A solution was developed that matches visible/IR imagery aboard a balloon in Saturn’s moon Titan’s atmosphere to SAR (synthetic aperture radar) and visible/IR data acquired from orbit. A balloon in Titan’s atmosphere must be able to localize itself autonomously both globally and with respect to local terrain. The orbital data is used to provide the balloon imagery with global context.

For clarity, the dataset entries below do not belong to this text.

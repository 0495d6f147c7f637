//! interview-live - connect to the interview relay, stream a WAV file as the
//! candidate's microphone and record the model's spoken replies.

use std::path::{Path, PathBuf};
use std::time::Duration;

use anyhow::{Context, Result};
use clap::Parser;
use serde_json::json;
use tracing::{error, info, warn};
use tracing_subscriber::EnvFilter;

use interview_live::config::{self, LiveConfig, PlaybackConfig};
use interview_live::media_in::WavFileSource;
use interview_live::media_out::{VolumeMeter, WavSink};
use interview_live::wire::ToolCall;
use interview_live::{SessionController, SessionEvent, ToolResponder, WsConnector};

#[derive(Parser, Debug)]
#[command(name = "interview-live")]
#[command(about = "Real-time voice session with the interview assistant", long_about = None)]
struct Args {
    /// Relay WebSocket endpoint
    #[arg(long, env = "INTERVIEW_LIVE_URL", default_value = config::DEFAULT_URL)]
    url: String,

    #[arg(long, env = "INTERVIEW_ID")]
    interview_id: Option<String>,

    #[arg(long, env = "CANDIDATE_ID")]
    candidate_id: Option<String>,

    /// Utterance sent once the session is set up
    #[arg(long, env = "INTERVIEW_OPENING_PROMPT")]
    opening_prompt: Option<String>,

    /// 16-bit mono WAV streamed as microphone input
    #[arg(long, value_name = "FILE")]
    input: Option<PathBuf>,

    /// Where the model's audio is written
    #[arg(long, value_name = "FILE", default_value = "model_output.wav")]
    output: PathBuf,

    /// Signal end of turn once the input file has been sent
    #[arg(long)]
    end_turn_after_input: bool,
}

#[tokio::main]
async fn main() -> Result<()> {
    tracing_subscriber::fmt()
        .with_env_filter(EnvFilter::try_from_default_env().unwrap_or_else(|_| EnvFilter::new("info")))
        .init();

    let args = Args::parse();
    info!("Starting interview-live against {}", args.url);

    let live = LiveConfig {
        url: args.url.clone(),
        session_context: config::session_context(args.interview_id.clone(), args.candidate_id.clone()),
        opening_prompt: args.opening_prompt.clone(),
        ..LiveConfig::default()
    };
    let playback = PlaybackConfig::default();
    let sink = WavSink::new(&args.output, playback.sample_rate);

    let (mut controller, handle) = SessionController::new(live, playback, WsConnector, sink);
    controller = controller.with_tool_handler(|call: ToolCall, responder: ToolResponder| {
        info!("🔧 Tool call: {}", call.raw);
        let results = call
            .calls
            .iter()
            .map(|c| json!({"id": c.id, "name": c.name, "response": {"status": "recorded"}}))
            .collect();
        if let Err(e) = responder.respond(results) {
            error!("Failed to answer tool call: {}", e);
        }
    });

    let input_len = match &args.input {
        Some(path) => {
            let source = WavFileSource::open(path)
                .with_context(|| format!("Failed to open input {}", path.display()))?;
            controller = controller.with_capture(source);
            Some(input_duration(path)?)
        }
        None => None,
    };

    let (meter, mut level) = VolumeMeter::new();
    handle.taps().register("volume", Box::new(meter));

    let mut events = handle.subscribe()?;
    let task = tokio::spawn(controller.run());

    handle
        .connect_with_retry()
        .await
        .context("Could not connect to the relay")?;

    if let (Some(len), true) = (input_len, args.end_turn_after_input) {
        let handle = handle.clone();
        tokio::spawn(async move {
            tokio::time::sleep(len + Duration::from_millis(500)).await;
            if let Err(e) = handle.end_turn().await {
                warn!("Could not end turn: {}", e);
            }
        });
    }

    loop {
        tokio::select! {
            _ = tokio::signal::ctrl_c() => {
                info!("Ctrl-C received, shutting down");
                break;
            }
            Ok(()) = level.changed() => {
                let rms = *level.borrow_and_update();
                tracing::trace!("Output level {:.3}", rms);
            }
            event = events.recv() => match event {
                Some(SessionEvent::Connected) => info!("✅ Session active"),
                Some(SessionEvent::Interrupted) => info!("✋ Model interrupted"),
                Some(SessionEvent::TurnComplete) => info!("🏁 Model turn complete"),
                Some(SessionEvent::PlaybackComplete) => info!("🔇 Playback drained"),
                Some(SessionEvent::ToolCall(_)) => {}
                Some(SessionEvent::Error(e)) if e.is_fatal_for_session() => {
                    error!("Session lost: {}", e);
                    break;
                }
                Some(SessionEvent::Error(e)) => warn!("Session error: {}", e),
                Some(SessionEvent::Disconnected { reason }) => {
                    info!("Disconnected: {:?}", reason);
                    break;
                }
                None => break,
            },
        }
    }

    handle.shutdown().await.ok();
    let sink = task.await.context("Session task panicked")?;
    let path = sink.finish()?;
    info!("Model audio written to {}", path.display());
    Ok(())
}

fn input_duration(path: &Path) -> Result<Duration> {
    let reader = hound::WavReader::open(path)?;
    let spec = reader.spec();
    Ok(Duration::from_secs_f64(
        reader.duration() as f64 / spec.sample_rate as f64,
    ))
}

Due to the highly dissimilar appearance of imagery from the different types of sensors under consideration (radar, IR, visible), traditional image matching techniques based on pixel similarity do not work. Technology pioneered by the medical imaging community has been adapted to match across sensor modalities. These techniques are driven by information content rather than appearance. While imagery of Titan’s surface taken from a visible imager may appear very different from SAR imagery, there is statistical/information theoretic similarity.
The work is novel in applying mutual information (MI) to orbital vs. aerial data. There are unique challenges in this setting. Image offsets are much higher than in medical imaging, there is local distortion due to 3D terrain relief,
and the fields of regard from orbit and from the air are quite different.
Because of the large differences in image scale between an orbiter at hundreds of kilometers above the surface and a balloon at a few kilometers altitude, it is necessary to match mosaics from the balloon to single-frame orbital images. In addition to localizing the balloon, this implies the ability to generate high-resolution global maps of the surface that are correctly geo-referenced.